The method described in the documentation for using jaccard is jaccard_score
so I will use that instead of the jaccard_similarity_score
that I used in the first place.
It also states in the documentation, in reference to the jaccard_similarity_score:
Deprecated since version 0.21: This is deprecated to be removed in 0.23, since its handling of binary and multiclass inputs was broken.
## I was using an older version of sklearn so I had to update it so I could import the right jaccard method
from sklearn.metrics import jaccard_score
In [85]:
print("Logistic Regression Jaccard Index(weighted): %.2f" % jaccard_score(y_test, yhat_LR, average='weighted'))
print("Logistic Regression Jaccard Index(macro): %.2f" % jaccard_score(y_test, yhat_LR, average='macro'))
print("Logistic Regression f1-score weighted: %.2f" % f1_score(y_test, yhat_LR, average='weighted'))
print("Logistic Regression f1-score macro: %.2f" % f1_score(y_test, yhat_LR, average='macro'))
print("Logistic Regression(saga) f1-score weighted: %.2f" % f1_score(y_test, yhat_LR_saga, average='weighted'))
print("Logistic Regression(saga) Jaccard Index(weighted): %.2f" % jaccard_score(y_test, yhat_LR_saga, average='weighted'))
print("kNN Jaccard Index(weighted): %.2f" % jaccard_score(y_test, yhat, average='weighted'))
print("kNN Jaccard Index(macro): %.2f" % jaccard_score(y_test, yhat, average='macro'))
print("kNN F1 score weighted: %.2f" % f1_score(y_test, yhat, average='weighted'))
print("kNN F1 score macro: %.2f" % f1_score(y_test, yhat, average='macro'))
Out [85]:
Logistic Regression Jaccard Index(weighted): 0.21
Logistic Regression Jaccard Index(macro): 0.16
Logistic Regression f1-score weighted: 0.33
Logistic Regression f1-score macro: 0.26
Logistic Regression(saga) f1-score weighted: 0.33
Logistic Regression(saga) Jaccard Index(weighted): 0.25
kNN Jaccard Index(weighted): 0.31
kNN Jaccard Index(macro): 0.19
kNN F1 score weighted: 0.42
kNN F1 score macro: 0.27
Here is a reminder on the difference between macro & weighted
- "macro" simply calculates the mean of the binary metrics, giving equal weight to each class.

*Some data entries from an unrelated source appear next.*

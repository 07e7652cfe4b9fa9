//! Load leaves with a bounded number of reads in flight.
//!
//! Leaves are issued in index order, at most `concurrency` at a time, each with the full
//! `profile`. Completions are applied to the [LoadState] by the calling task as they arrive, in
//! whatever order they finish. Leaves that exhaust their budget are settled by the [Policy].

use super::{settle, Policy};
use crate::{
    retry::{self, Profile},
    state::LoadState,
    Error, Monitor, Phase, Reader,
};
use commonware_runtime::Clock;
use futures::{stream::FuturesUnordered, StreamExt};
use rand::Rng;
use std::num::NonZeroUsize;
use tracing::debug;

/// Configuration for the concurrent strategy.
#[derive(Clone, Debug, PartialEq, Eq)]
pub struct Config {
    /// Maximum number of leaves loading at once.
    pub concurrency: NonZeroUsize,

    /// Retry profile of each leaf.
    pub profile: Profile,

    /// What to do with leaves that exhaust their budget.
    pub policy: Policy,
}

impl Default for Config {
    fn default() -> Self {
        Self {
            concurrency: NonZeroUsize::new(8).expect("concurrency must be non-zero"),
            profile: Profile::RESILIENT,
            policy: Policy::BestEffort,
        }
    }
}

/// Loads every leaf in `state`.
pub async fn load<E: Clock + Rng, R: Reader, M: Monitor>(
    context: &E,
    reader: &R,
    cfg: &Config,
    state: &mut LoadState,
    monitor: &mut M,
) -> Result<(), Error> {
    let total = state.scanned();
    let mut next = 0;
    let mut inflight = FuturesUnordered::new();
    monitor.progress(state.progress(Phase::Loading));
    loop {
        // Fill the window
        while next < total && inflight.len() < cfg.concurrency.get() {
            let index = next;
            next += 1;
            let address = state.start(index);
            let mut context = context.clone();
            let reader = reader.clone();
            let profile = cfg.profile;
            inflight.push(async move {
                let result = retry::read(&mut context, &reader, address, &profile).await;
                (index, result)
            });
        }

        // Apply the next completion
        let Some((index, result)) = inflight.next().await else {
            break;
        };
        match result {
            Ok(payload) => state.complete(index, payload),
            Err(err) => {
                debug!(index, ?err, "giving up on chunk");
                state.fail(index);
            }
        }
        monitor.progress(state.progress(Phase::Loading));
    }
    settle(state, cfg.policy)
}
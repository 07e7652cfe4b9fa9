//! Per-load bookkeeping of chunks and progress.

use crate::{metrics::Metrics, Address, Error, Leaf};
use bytes::Bytes;

/// Lifecycle of a chunk.
///
/// Statuses only advance `Pending -> Scanned -> Loading -> (Loaded | Failed)`. A `Failed`
/// chunk may re-enter `Loading` when it is retried.
#[derive(Clone, Copy, Debug, PartialEq, Eq, Hash)]
pub enum Status {
    Pending,
    Scanned,
    Loading,
    Loaded,
    Failed,
}

impl Status {
    /// Returns whether a chunk in this status may move to `next`.
    pub fn can_advance(self, next: Status) -> bool {
        matches!(
            (self, next),
            (Status::Pending, Status::Scanned)
                | (Status::Scanned, Status::Loading)
                | (Status::Loading, Status::Loaded)
                | (Status::Loading, Status::Failed)
                | (Status::Failed, Status::Loading)
        )
    }
}

/// A discovered leaf and (once loaded) its payload.
#[derive(Clone, Debug)]
pub struct Chunk {
    pub index: u64,
    pub address: Address,
    pub payload: Option<Bytes>,
    pub status: Status,
}

impl Chunk {
    fn advance(&mut self, next: Status) {
        assert!(
            self.status.can_advance(next),
            "invalid transition for chunk {}: {:?} -> {:?}",
            self.index,
            self.status,
            next
        );
        self.status = next;
    }
}

/// Stage of a load.
#[derive(Clone, Copy, Debug, PartialEq, Eq)]
pub enum Phase {
    Resolving,
    Scanning,
    Loading,
    Retrying { round: u32 },
    Assembling,
    Decoding,
    Complete,
}

/// Snapshot of a load's progress.
#[derive(Clone, Copy, Debug, PartialEq, Eq)]
pub struct Progress {
    pub phase: Phase,
    pub scanned: u64,
    pub loaded: u64,
    pub failed: u64,
}

/// Interface notified as a load progresses.
///
/// Rendering progress (or a failure) is left entirely to the implementer.
pub trait Monitor: Send + 'static {
    /// Called whenever the counts or the phase of the load change.
    fn progress(&mut self, progress: Progress);

    /// Called once if the load fails.
    fn failed(&mut self, _error: &Error) {}
}

impl Monitor for () {
    fn progress(&mut self, _progress: Progress) {}
}

/// Chunks of a single load, indexed by their position in the document.
///
/// Owned by whichever scheduler drives the load and discarded after assembly.
#[derive(Default)]
pub struct LoadState {
    chunks: Vec<Chunk>,
    loaded: u64,
    failed: u64,
    metrics: Metrics,
}

impl LoadState {
    /// Creates an empty state.
    pub fn new() -> Self {
        Self::default()
    }

    pub(crate) fn with_metrics(metrics: Metrics) -> Self {
        Self {
            metrics,
            ..Self::default()
        }
    }

    /// Records a newly discovered leaf.
    ///
    /// Panics if leaves are not discovered in index order.
    pub fn discover(&mut self, leaf: Leaf) {
        assert_eq!(
            leaf.index,
            self.chunks.len() as u64,
            "leaves must be discovered in order"
        );
        let mut chunk = Chunk {
            index: leaf.index,
            address: leaf.address,
            payload: None,
            status: Status::Pending,
        };
        chunk.advance(Status::Scanned);
        self.chunks.push(chunk);
        self.metrics.scanned.inc();
    }

    /// Marks the chunk at `index` as loading and returns its address.
    pub fn start(&mut self, index: u64) -> Address {
        let chunk = self.chunk_mut(index);
        let retried = chunk.status == Status::Failed;
        chunk.advance(Status::Loading);
        let address = chunk.address;
        if retried {
            self.failed -= 1;
            self.metrics.failed.set(self.failed as i64);
        }
        address
    }

    /// Stores the payload of the chunk at `index`.
    pub fn complete(&mut self, index: u64, payload: Bytes) {
        let chunk = self.chunk_mut(index);
        chunk.advance(Status::Loaded);
        chunk.payload = Some(payload);
        self.loaded += 1;
        self.metrics.loaded.inc();
    }

    /// Marks the chunk at `index` as failed.
    pub fn fail(&mut self, index: u64) {
        self.chunk_mut(index).advance(Status::Failed);
        self.failed += 1;
        self.metrics.failed.set(self.failed as i64);
    }

    /// Records that a failed chunk was put back in the queue.
    pub(crate) fn requeue(&mut self, index: u64) {
        self.fail(index);
        self.metrics.requeued.inc();
    }

    /// Returns the chunk at `index`, if discovered.
    pub fn chunk(&self, index: u64) -> Option<&Chunk> {
        self.chunks.get(index as usize)
    }

    /// Returns the indices of all chunks currently failed, in ascending order.
    pub fn failures(&self) -> Vec<u64> {
        self.chunks
            .iter()
            .filter(|chunk| chunk.status == Status::Failed)
            .map(|chunk| chunk.index)
            .collect()
    }

    /// Number of chunks discovered.
    pub fn scanned(&self) -> u64 {
        self.chunks.len() as u64
    }

    /// Number of chunks loaded.
    pub fn loaded(&self) -> u64 {
        self.loaded
    }

    /// Number of chunks currently failed.
    pub fn failed(&self) -> u64 {
        self.failed
    }

    /// Returns whether every discovered chunk is loaded.
    pub fn is_complete(&self) -> bool {
        self.loaded == self.scanned()
    }

    /// Returns a snapshot of the counts tagged with `phase`.
    pub fn progress(&self, phase: Phase) -> Progress {
        Progress {
            phase,
            scanned: self.scanned(),
            loaded: self.loaded,
            failed: self.failed,
        }
    }

    /// Moves every loaded payload out of the state, paired with its index.
    pub fn take_payloads(&mut self) -> Vec<(u64, Bytes)> {
        self.chunks
            .iter_mut()
            .filter_map(|chunk| chunk.payload.take().map(|payload| (chunk.index, payload)))
            .collect()
    }

    fn chunk_mut(&mut self, index: u64) -> &mut Chunk {
        self.chunks
            .get_mut(index as usize)
            .unwrap_or_else(|| panic!("unknown chunk {index}"))
    }
}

In problems where infrequent classes are nonetheless important, macro-averaging may be a means of highlighting their performance. On the other hand, the assumption that all classes are equally important is often untrue, such that macro-averaging will over-emphasize the typically low performance on an infrequent class.
- "weighted" accounts for class imbalance by computing the average of binary metrics in which each class’s score is weighted by its presence in the true data sample.
It is apparent how different my results were from before. These models would be hard pressed to beat the basic mean prediction for a given day.
## Just for fun. Here is the multilabel_confusion_matric for the kNN model prediction
from sklearn.metrics import multilabel_confusion_matrix
In [89]:
multilabel_confusion_matrix(y_test, yhat, labels=['Bad', 'O.K.', 'Good', 'Great'])
Out[89]:
array([[[16, 0],
[ 2, 0]],
[[10, 4],
[ 2, 2]],
[[ 4, 5],
[ 2, 7]],
[[15, 0],
[ 3, 0]]])
The final takeaway is this;
When evaluating a classification model, some binary evaluation methods can be used for multilabel data. The multilabel data becomes binary per label. It's worth paying attention to how the returned multilabel coefficient is calculated (i.e weighted, none, macro) across the labels.
And.. make sure modules are up to date with version
Thanks for reading, and as always, I hope you found something interesting or useful in some way!